:: Source data ::

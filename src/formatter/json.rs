//! JSON body formatting.

use serde_json::Value;

/// Pretty-prints a JSON value with 2-space indentation.
///
/// String values are shown raw, without quotes, since they usually hold a
/// non-JSON response body.
///
/// # Examples
///
/// ```
/// use api_tester::formatter::format_body;
/// use serde_json::json;
///
/// assert_eq!(format_body(&json!({ "id": 1 })), "{\n  \"id\": 1\n}");
/// assert_eq!(format_body(&json!("<html></html>")), "<html></html>");
/// ```
pub fn format_body(body: &Value) -> String {
    match body {
        Value::String(text) => text.clone(),
        other => serde_json::to_string_pretty(other).unwrap_or_else(|_| other.to_string()),
    }
}
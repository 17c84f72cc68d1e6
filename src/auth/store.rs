//! Persistence of the active [`AuthConfig`].

use super::{AuthConfig, AUTH_KEY};
use crate::storage::{StorageError, WorkspaceStorage};

/// Reads and writes the workspace auth setting.
#[derive(Debug, Clone)]
pub struct AuthStore<S> {
    storage: S,
}

impl<S: WorkspaceStorage> AuthStore<S> {
    /// Creates a store over `storage`.
    pub fn new(storage: S) -> Self {
        Self { storage }
    }

    /// The persisted auth setting, or [`AuthConfig::None`].
    ///
    /// Never fails. Unreadable or malformed values are logged and read as
    /// `None`.
    pub fn get(&self) -> AuthConfig {
        let value = match self.storage.get(AUTH_KEY) {
            Ok(Some(value)) => value,
            Ok(None) => return AuthConfig::None,
            Err(e) => {
                log::warn!("Failed to read {}: {}", AUTH_KEY, e);
                return AuthConfig::None;
            }
        };

        serde_json::from_value(value).unwrap_or_else(|e| {
            log::warn!("Ignoring malformed {} value: {}", AUTH_KEY, e);
            AuthConfig::None
        })
    }

    /// Persists `auth`, replacing any prior setting.
    pub fn set(&self, auth: &AuthConfig) -> Result<(), StorageError> {
        let value = serde_json::to_value(auth).map_err(|source| StorageError::Encode {
            key: AUTH_KEY.to_string(),
            source,
        })?;
        self.storage.set(AUTH_KEY, value)?;
        log::info!("Stored {} auth", auth.kind());
        Ok(())
    }
}
//! Text rendering of requests and their outcomes.
//!
//! The report is what the command flow shows in its output pane. Header
//! values that look like credentials are redacted there; the request itself
//! is never modified.

pub mod json;

pub use json::format_body;

use crate::models::{HttpResponse, RequestSpec, ResponseResult};
use std::collections::HashMap;
use std::fmt::Write;
use std::time::Duration;

/// Maximum body length rendered into a report (1MB).
const MAX_BODY_DISPLAY: usize = 1024 * 1024;

/// Characters of a sensitive header value left visible.
const REDACT_VISIBLE_CHARS: usize = 10;

/// Whether a header carries credentials: its lower-cased name contains
/// `auth` or `key`.
pub fn is_sensitive_header(name: &str) -> bool {
    let lower = name.to_lowercase();
    lower.contains("auth") || lower.contains("key")
}

/// Redacts the value of a sensitive header for display.
///
/// # Examples
///
/// ```
/// use api_tester::formatter::redact_header_value;
///
/// assert_eq!(redact_header_value("Authorization", "Bearer abcdefghij"), "Bearer abc...");
/// assert_eq!(redact_header_value("Accept", "application/json"), "application/json");
/// ```
pub fn redact_header_value(name: &str, value: &str) -> String {
    if !is_sensitive_header(name) {
        return value.to_string();
    }

    let visible: String = value.chars().take(REDACT_VISIBLE_CHARS).collect();
    format!("{}...", visible)
}

/// Formats a duration as `567ms` or `1.234s`.
pub fn format_duration(duration: Duration) -> String {
    let millis = duration.as_millis();
    if millis < 1000 {
        format!("{}ms", millis)
    } else {
        format!("{:.3}s", duration.as_secs_f64())
    }
}

/// Formats headers one per line, sorted by name, with sensitive values
/// redacted.
fn format_headers(headers: &HashMap<String, String>) -> String {
    let mut sorted: Vec<_> = headers.iter().collect();
    sorted.sort_by(|a, b| a.0.to_lowercase().cmp(&b.0.to_lowercase()));

    let mut output = String::new();
    for (name, value) in sorted {
        let _ = writeln!(output, "  {}: {}", name, redact_header_value(name, value));
    }
    output
}

fn truncated_body(text: String) -> String {
    if text.len() <= MAX_BODY_DISPLAY {
        return text;
    }

    let mut end = MAX_BODY_DISPLAY;
    while !text.is_char_boundary(end) {
        end -= 1;
    }
    format!("{}\n⚠️  Response truncated (exceeds 1MB limit)", &text[..end])
}

/// Renders the request and its outcome as a plain-text report.
pub fn render_report(request: &RequestSpec, result: &ResponseResult) -> String {
    let mut output = String::new();

    let _ = writeln!(output, "{} {}", request.method, request.display_url);

    if !request.headers.is_empty() {
        output.push_str("Headers:\n");
        output.push_str(&format_headers(&request.headers));
    }

    if let Some(body) = &request.body {
        output.push_str("Body:\n");
        output.push_str(&format_body(body));
        output.push('\n');
    }

    output.push('\n');

    match result {
        ResponseResult::Success(response) => render_response(&mut output, response),
        ResponseResult::Failure {
            error_message,
            partial_status,
            partial_body,
        } => {
            let _ = writeln!(output, "Error: {}", error_message);
            if let Some(status) = partial_status {
                let _ = writeln!(output, "Status: {}", status);
            }
            if let Some(body) = partial_body {
                output.push_str(&truncated_body(format_body(body)));
                output.push('\n');
            }
        }
    }

    output
}

fn render_response(output: &mut String, response: &HttpResponse) {
    let _ = writeln!(
        output,
        "Status: {} {}",
        response.status_code, response.status_text
    );
    let _ = writeln!(output, "Duration: {}", format_duration(response.duration));

    if !response.headers.is_empty() {
        output.push_str("\nResponse Headers:\n");
        output.push_str(&format_headers(&response.headers));
    }

    output.push_str("\nResponse:\n");
    output.push_str(&truncated_body(format_body(&response.body)));
    output.push('\n');
}

/// One-line summary for a notification.
///
/// `✓ 200 OK` for 2xx, `✗ 404 Not Found` for other statuses and
/// `Request failed: <message>` when no response arrived.
pub fn status_line(result: &ResponseResult) -> String {
    match result {
        ResponseResult::Success(response) if response.is_success() => {
            format!("✓ {} {}", response.status_code, response.status_text)
        }
        ResponseResult::Success(response) => {
            format!("✗ {} {}", response.status_code, response.status_text)
        }
        ResponseResult::Failure { error_message, .. } => {
            format!("Request failed: {}", error_message)
        }
    }
}
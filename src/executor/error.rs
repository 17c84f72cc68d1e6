//! HTTP request execution error types.

use thiserror::Error;

/// Reasons a request produced no usable response.
///
/// A non-2xx status is not an error: any received response is reported as
/// [`ResponseResult::Success`](crate::models::ResponseResult::Success).
#[derive(Debug, Clone, PartialEq, Eq, Error)]
pub enum RequestError {
    /// Connection failures, DNS resolution errors and broken transfers.
    #[error("Network error: {0}")]
    NetworkError(String),

    /// No response within the configured timeout.
    #[error("Request timed out")]
    Timeout,

    /// The URL could not be parsed.
    #[error("Invalid URL: {0}")]
    InvalidUrl(String),

    /// The client rejected the request before sending it (e.g. a header
    /// name with illegal characters).
    #[error("Request build error: {0}")]
    BuildError(String),
}

/// Maps reqwest's error kinds onto [`RequestError`].
impl From<reqwest::Error> for RequestError {
    fn from(err: reqwest::Error) -> Self {
        if err.is_timeout() {
            RequestError::Timeout
        } else if err.is_builder() {
            RequestError::BuildError(err.to_string())
        } else {
            RequestError::NetworkError(err.to_string())
        }
    }
}

impl From<url::ParseError> for RequestError {
    fn from(err: url::ParseError) -> Self {
        RequestError::InvalidUrl(err.to_string())
    }
}
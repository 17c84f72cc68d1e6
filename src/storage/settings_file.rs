//! Settings stored in a workspace JSON file.
//!
//! The file is a flat JSON object (the `.vscode/settings.json` layout). Keys
//! written by this crate sit next to whatever else the file holds, and those
//! other keys are preserved on every write.

use super::{StorageError, WorkspaceStorage};
use serde_json::{Map, Value};
use std::fs;
use std::io::Write;
use std::path::{Path, PathBuf};

/// Default settings file location, relative to the workspace root.
pub const DEFAULT_SETTINGS_PATH: &str = ".vscode/settings.json";

/// A [`WorkspaceStorage`] backed by a JSON settings file.
#[derive(Debug, Clone)]
pub struct SettingsFileStorage {
    path: PathBuf,
}

impl SettingsFileStorage {
    /// Uses the settings file at `path`.
    pub fn new(path: impl Into<PathBuf>) -> Self {
        Self { path: path.into() }
    }

    /// Uses the default settings file of the workspace at `root`.
    pub fn for_workspace(root: &Path) -> Self {
        Self::new(root.join(DEFAULT_SETTINGS_PATH))
    }

    /// Path of the backing file.
    pub fn path(&self) -> &Path {
        &self.path
    }

    /// Reads the whole settings object. A missing or empty file reads as `{}`.
    pub fn load_all(&self) -> Result<Map<String, Value>, StorageError> {
        if !self.path.exists() {
            return Ok(Map::new());
        }

        let content = fs::read_to_string(&self.path).map_err(|source| StorageError::Io {
            path: self.path.clone(),
            source,
        })?;

        if content.trim().is_empty() {
            return Ok(Map::new());
        }

        let value: Value =
            serde_json::from_str(&content).map_err(|source| StorageError::Json {
                path: self.path.clone(),
                source,
            })?;

        match value {
            Value::Object(map) => Ok(map),
            _ => Err(StorageError::NotAnObject(self.path.clone())),
        }
    }

    /// Writes the settings object through a temporary file and a rename.
    fn save_all(&self, settings: &Map<String, Value>) -> Result<(), StorageError> {
        let io_err = |source| StorageError::Io {
            path: self.path.clone(),
            source,
        };

        if let Some(parent) = self.path.parent() {
            if !parent.as_os_str().is_empty() && !parent.exists() {
                fs::create_dir_all(parent).map_err(io_err)?;
            }
        }

        let json = serde_json::to_string_pretty(settings).map_err(|source| {
            StorageError::Json {
                path: self.path.clone(),
                source,
            }
        })?;

        let temp_path = self.path.with_extension("json.tmp");
        let mut temp_file = fs::File::create(&temp_path).map_err(io_err)?;
        temp_file.write_all(json.as_bytes()).map_err(io_err)?;
        temp_file.write_all(b"\n").map_err(io_err)?;
        temp_file.flush().map_err(io_err)?;
        drop(temp_file);

        fs::rename(&temp_path, &self.path).map_err(io_err)?;
        Ok(())
    }
}

impl WorkspaceStorage for SettingsFileStorage {
    fn get(&self, key: &str) -> Result<Option<Value>, StorageError> {
        Ok(self.load_all()?.remove(key))
    }

    fn set(&self, key: &str, value: Value) -> Result<(), StorageError> {
        let mut settings = self.load_all()?;
        settings.insert(key.to_string(), value);
        log::debug!("Writing {} to {}", key, self.path.display());
        self.save_all(&settings)
    }
}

:::

Beginning with the line containing "Uses the default" in the material above, copy every line exactly until you have copied the line containing "let content = fs::read_to_string(&self.path).map_err(|source|".

    /// Uses the default settings file of the workspace at `root`.
    pub fn for_workspace(root: &Path) -> Self {
        Self::new(root.join(DEFAULT_SETTINGS_PATH))
    }

    /// Path of the backing file.
    pub fn path(&self) -> &Path {
        &self.path
    }

    /// Reads the whole settings object. A missing or empty file reads as `{}`.
    pub fn load_all(&self) -> Result<Map<String, Value>, StorageError> {
        if !self.path.exists() {
            return Ok(Map::new());
        }

        let content = fs::read_to_string(&self.path).map_err(|source| StorageError::Io {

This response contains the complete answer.